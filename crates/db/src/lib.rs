use std::time::Duration;

use db_migration::Migrator;
use sea_orm::{ConnectOptions, ConnectionTrait, Database, DatabaseConnection};
use sea_orm_migration::MigratorTrait;

pub mod entities;
pub mod events;
#[cfg(test)]
mod fixtures;
pub mod hierarchy;
pub mod models;
pub mod policy;
pub mod query;
pub mod types;

pub use sea_orm::{DbErr, TransactionTrait};

use crate::query::PageSettings;

pub type DbPool = DatabaseConnection;

#[derive(Clone)]
pub struct DBService {
    pub pool: DbPool,
    /// Listing defaults to stamp onto incoming `ListQuery` values.
    pub pages: PageSettings,
}

impl DBService {
    /// Connects to the configured database and applies pending migrations.
    pub async fn new(config: &config::Config) -> Result<DBService, DbErr> {
        let mut options = ConnectOptions::new(config.database.url.clone());
        options
            .max_connections(config.database.max_connections)
            .acquire_timeout(Duration::from_secs(30))
            .sqlx_logging(false);

        let pool = Database::connect(options).await?;
        Migrator::up(&pool, None).await?;
        tracing::info!(
            backend = ?pool.get_database_backend(),
            "Database ready"
        );

        Ok(DBService {
            pool,
            pages: PageSettings::from(&config.pagination),
        })
    }
}

#[cfg(test)]
mod tests {
    use uuid::Uuid;

    use super::*;
    use crate::{
        fixtures::{named_space, seed_workspace},
        models::{
            error::DomainError,
            list::{CreateList, List},
            space::Space,
        },
        query::ListQuery,
    };

    #[tokio::test]
    async fn service_applies_migrations_and_page_settings() {
        let dir = test_support::temp_dir();
        let mut config = config::Config::default();
        config.database.url = format!("sqlite://{}?mode=rwc", dir.path().join("db.sqlite").display());
        config.pagination.default_limit = 3;

        let service = DBService::new(&config).await.unwrap();
        assert_eq!(service.pages.default_limit, 3);

        let ctx = seed_workspace(&service.pool).await;
        for name in ["a", "b", "c", "d"] {
            named_space(&service.pool, &ctx, name).await;
        }
        let query = ListQuery::default().with_settings(service.pages);
        let page = Space::list(&service.pool, ctx.workspace_id, &query)
            .await
            .unwrap();
        assert_eq!(page.limit, 3);
        assert_eq!(page.total_pages, 2);
    }

    #[tokio::test]
    async fn restoring_a_space_reopens_it_for_children() {
        let db = test_support::memory_db().await;
        let ctx = seed_workspace(&db).await;
        let space = named_space(&db, &ctx, "Research").await;
        let create = CreateList {
            space_id: space.id,
            name: "Ideas".to_string(),
            description: None,
            is_private: None,
        };

        Space::trash(&db, ctx.workspace_id, space.id).await.unwrap();
        assert!(matches!(
            List::create(&db, ctx.workspace_id, &create, Uuid::new_v4()).await,
            Err(DomainError::InvalidParent { .. })
        ));

        Space::restore(&db, ctx.workspace_id, space.id).await.unwrap();
        let list = List::create(&db, ctx.workspace_id, &create, Uuid::new_v4())
            .await
            .unwrap();
        assert_eq!(list.space_id, space.id);
    }
}
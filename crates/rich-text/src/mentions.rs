use std::collections::BTreeSet;

use crate::node::{Document, Visitor};

#[derive(Default)]
struct MentionCollector {
    ids: BTreeSet<String>,
}

impl Visitor for MentionCollector {
    fn mention(&mut self, id: Option<&str>, _label: Option<&str>) {
        if let Some(id) = id {
            self.ids.insert(id.to_string());
        }
    }
}

impl Document {
    /// Distinct member identifiers referenced by mention nodes.
    pub fn mentions(&self) -> BTreeSet<String> {
        let mut collector = MentionCollector::default();
        self.walk(&mut collector);
        collector.ids
    }
}

/// Extracts mention identifiers from a stored body.
///
/// Bodies that do not parse as a document yield an empty set; callers still
/// persist the body unchanged.
pub fn extract_mentions(body: &str) -> BTreeSet<String> {
    if body.trim().is_empty() {
        return BTreeSet::new();
    }
    match Document::parse(body) {
        Ok(document) => document.mentions(),
        Err(err) => {
            tracing::warn!(error = %err, "Unparseable rich-text body; indexing no mentions");
            BTreeSet::new()
        }
    }
}
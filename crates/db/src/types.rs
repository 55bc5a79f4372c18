use sea_orm::entity::prelude::*;
use serde::{Deserialize, Serialize};
use strum_macros::{Display, EnumString};
use ts_rs::TS;

#[derive(
    Clone,
    Copy,
    Debug,
    PartialEq,
    Eq,
    EnumIter,
    DeriveActiveEnum,
    Serialize,
    Deserialize,
    TS,
    EnumString,
    Display,
    Default,
)]
#[sea_orm(rs_type = "String", db_type = "Text")]
#[serde(rename_all = "snake_case")]
#[strum(serialize_all = "snake_case")]
pub enum TaskStatus {
    #[default]
    #[sea_orm(string_value = "todo")]
    Todo,
    #[sea_orm(string_value = "in_progress")]
    InProgress,
    #[sea_orm(string_value = "in_review")]
    InReview,
    #[sea_orm(string_value = "canceled")]
    Canceled,
    #[sea_orm(string_value = "completed")]
    Completed,
}

#[derive(
    Clone,
    Copy,
    Debug,
    PartialEq,
    Eq,
    EnumIter,
    DeriveActiveEnum,
    Serialize,
    Deserialize,
    TS,
    EnumString,
    Display,
)]
#[sea_orm(rs_type = "String", db_type = "Text")]
#[serde(rename_all = "lowercase")]
#[strum(serialize_all = "lowercase")]
pub enum TaskPriority {
    #[sea_orm(string_value = "urgent")]
    Urgent,
    #[sea_orm(string_value = "high")]
    High,
    #[sea_orm(string_value = "normal")]
    Normal,
    #[sea_orm(string_value = "low")]
    Low,
}

#[derive(
    Clone,
    Copy,
    Debug,
    PartialEq,
    Eq,
    EnumIter,
    DeriveActiveEnum,
    Serialize,
    Deserialize,
    TS,
    EnumString,
    Display,
    Default,
)]
#[sea_orm(rs_type = "String", db_type = "Text")]
#[serde(rename_all = "lowercase")]
#[strum(serialize_all = "lowercase")]
pub enum MemberRole {
    #[sea_orm(string_value = "owner")]
    Owner,
    #[sea_orm(string_value = "admin")]
    Admin,
    #[default]
    #[sea_orm(string_value = "member")]
    Member,
}

/// Kind of document a mention index row points at.
#[derive(
    Clone,
    Copy,
    Debug,
    PartialEq,
    Eq,
    EnumIter,
    DeriveActiveEnum,
    Serialize,
    Deserialize,
    TS,
    Display,
)]
#[sea_orm(rs_type = "String", db_type = "Text")]
#[serde(rename_all = "lowercase")]
#[strum(serialize_all = "lowercase")]
pub enum MentionSource {
    #[sea_orm(string_value = "task")]
    Task,
    #[sea_orm(string_value = "comment")]
    Comment,
}
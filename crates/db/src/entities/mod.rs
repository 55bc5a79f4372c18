pub mod checklist_item;
pub mod comment;
pub mod event_outbox;
pub mod list;
pub mod member;
pub mod mention_index;
pub mod office;
pub mod project;
pub mod space;
pub mod task;
pub mod team;
pub mod workspace;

━━━

Problem to solve: Could you retype all of the records above exactly as they appear?

Answer to this problem:
filename crates/db/src/lib.rs
use std::time::Duration;

use db_migration::Migrator;
use sea_orm::{ConnectOptions, ConnectionTrait, Database, DatabaseConnection};
use sea_orm_migration::MigratorTrait;

pub mod entities;
pub mod events;
#[cfg(test)]
mod fixtures;
pub mod hierarchy;
pub mod models;
pub mod policy;
pub mod query;
pub mod types;

pub use sea_orm::{DbErr, TransactionTrait};

use crate::query::PageSettings;

pub type DbPool = DatabaseConnection;

#[derive(Clone)]
pub struct DBService {
    pub pool: DbPool,
    /// Listing defaults to stamp onto incoming `ListQuery` values.
    pub pages: PageSettings,
}

impl DBService {
    /// Connects to the configured database and applies pending migrations.
    pub async fn new(config: &config::Config) -> Result<DBService, DbErr> {
        let mut options = ConnectOptions::new(config.database.url.clone());
        options
            .max_connections(config.database.max_connections)
            .acquire_timeout(Duration::from_secs(30))
            .sqlx_logging(false);

        let pool = Database::connect(options).await?;
        Migrator::up(&pool, None).await?;
        tracing::info!(
            backend = ?pool.get_database_backend(),
            "Database ready"
        );

        Ok(DBService {
            pool,
            pages: PageSettings::from(&config.pagination),
        })
    }
}

#[cfg(test)]
mod tests {
    use uuid::Uuid;

    use super::*;
    use crate::{
        fixtures::{named_space, seed_workspace},
        models::{
            error::DomainError,
            list::{CreateList, List},
            space::Space,
        },
        query::ListQuery,
    };

    #[tokio::test]
    async fn service_applies_migrations_and_page_settings() {
        let dir = test_support::temp_dir();
        let mut config = config::Config::default();
        config.database.url = format!("sqlite://{}?mode=rwc", dir.path().join("db.sqlite").display());
        config.pagination.default_limit = 3;

        let service = DBService::new(&config).await.unwrap();
        assert_eq!(service.pages.default_limit, 3);

        let ctx = seed_workspace(&service.pool).await;
        for name in ["a", "b", "c", "d"] {
            named_space(&service.pool, &ctx, name).await;
        }
        let query = ListQuery::default().with_settings(service.pages);
        let page = Space::list(&service.pool, ctx.workspace_id, &query)
            .await
            .unwrap();
        assert_eq!(page.limit, 3);
        assert_eq!(page.total_pages, 2);
    }

    #[tokio::test]
    async fn restoring_a_space_reopens_it_for_children() {
        let db = test_support::memory_db().await;
        let ctx = seed_workspace(&db).await;
        let space = named_space(&db, &ctx, "Research").await;
        let create = CreateList {
            space_id: space.id,
            name: "Ideas".to_string(),
            description: None,
            is_private: None,
        };

        Space::trash(&db, ctx.workspace_id, space.id).await.unwrap();
        assert!(matches!(
            List::create(&db, ctx.workspace_id, &create, Uuid::new_v4()).await,
            Err(DomainError::InvalidParent { .. })
        ));

        Space::restore(&db, ctx.workspace_id, space.id).await.unwrap();
        let list = List::create(&db, ctx.workspace_id, &create, Uuid::new_v4())
            .await
            .unwrap();
        assert_eq!(list.space_id, space.id);
    }
}
filename crates/rich-text/src/mentions.rs
use std::collections::BTreeSet;

use crate::node::{Document, Visitor};

#[derive(Default)]
struct MentionCollector {
    ids: BTreeSet<String>,
}

impl Visitor for MentionCollector {
    fn mention(&mut self, id: Option<&str>, _label: Option<&str>) {
        if let Some(id) = id {
            self.ids.insert(id.to_string());
        }
    }
}

impl Document {
    /// Distinct member identifiers referenced by mention nodes.
    pub fn mentions(&self) -> BTreeSet<String> {
        let mut collector = MentionCollector::default();
        self.walk(&mut collector);
        collector.ids
    }
}

/// Extracts mention identifiers from a stored body.
///
/// Bodies that do not parse as a document yield an empty set; callers still
/// persist the body unchanged.
pub fn extract_mentions(body: &str) -> BTreeSet<String> {
    if body.trim().is_empty() {
        return BTreeSet::new();
    }
    match Document::parse(body) {
        Ok(document) => document.mentions(),
        Err(err) => {
            tracing::warn!(error = %err, "Unparseable rich-text body; indexing no mentions");
            BTreeSet::new()
        }
    }
}
filename crates/db/src/types.rs
repository 55bc5a79f4372c18
use sea_orm::entity::prelude::*;
use serde::{Deserialize, Serialize};
use strum_macros::{Display, EnumString};
use ts_rs::TS;

#[derive(
    Clone,
    Copy,
    Debug,
    PartialEq,
    Eq,
    EnumIter,
    DeriveActiveEnum,
    Serialize,
    Deserialize,
    TS,
    EnumString,
    Display,
    Default,
)]
#[sea_orm(rs_type = "String", db_type = "Text")]
#[serde(rename_all = "snake_case")]
#[strum(serialize_all = "snake_case")]
pub enum TaskStatus {
    #[default]
    #[sea_orm(string_value = "todo")]
    Todo,
    #[sea_orm(string_value = "in_progress")]
    InProgress,
    #[sea_orm(string_value = "in_review")]
    InReview,
    #[sea_orm(string_value = "canceled")]
    Canceled,
    #[sea_orm(string_value = "completed")]
    Completed,
}

#[derive(
    Clone,
    Copy,
    Debug,
    PartialEq,
    Eq,
    EnumIter,
    DeriveActiveEnum,
    Serialize,
    Deserialize,
    TS,
    EnumString,
    Display,
)]
#[sea_orm(rs_type = "String", db_type = "Text")]
#[serde(rename_all = "lowercase")]
#[strum(serialize_all = "lowercase")]
pub enum TaskPriority {
    #[sea_orm(string_value = "urgent")]
    Urgent,
    #[sea_orm(string_value = "high")]
    High,
    #[sea_orm(string_value = "normal")]
    Normal,
    #[sea_orm(string_value = "low")]
    Low,
}

#[derive(
    Clone,
    Copy,
    Debug,
    PartialEq,
    Eq,
    EnumIter,
    DeriveActiveEnum,
    Serialize,
    Deserialize,
    TS,
    EnumString,
    Display,
    Default,
)]
#[sea_orm(rs_type = "String", db_type = "Text")]
#[serde(rename_all = "lowercase")]
#[strum(serialize_all = "lowercase")]
pub enum MemberRole {
    #[sea_orm(string_value = "owner")]
    Owner,
    #[sea_orm(string_value = "admin")]
    Admin,
    #[default]
    #[sea_orm(string_value = "member")]
    Member,
}

/// Kind of document a mention index row points at.
#[derive(
    Clone,
    Copy,
    Debug,
    PartialEq,
    Eq,
    EnumIter,
    DeriveActiveEnum,
    Serialize,
    Deserialize,
    TS,
    Display,
)]
#[sea_orm(rs_type = "String", db_type = "Text")]
#[serde(rename_all = "lowercase")]
#[strum(serialize_all = "lowercase")]
pub enum MentionSource {
    #[sea_orm(string_value = "task")]
    Task,
    #[sea_orm(string_value = "comment")]
    Comment,
}
filename crates/db/src/entities/mod.rs
repository 55bc5a79f4372c18
pub mod checklist_item;
pub mod comment;
pub mod event_outbox;
pub mod list;
pub mod member;
pub mod mention_index;
pub mod office;
pub mod project;
pub mod space;
pub mod task;
pub mod team;
pub mod workspace;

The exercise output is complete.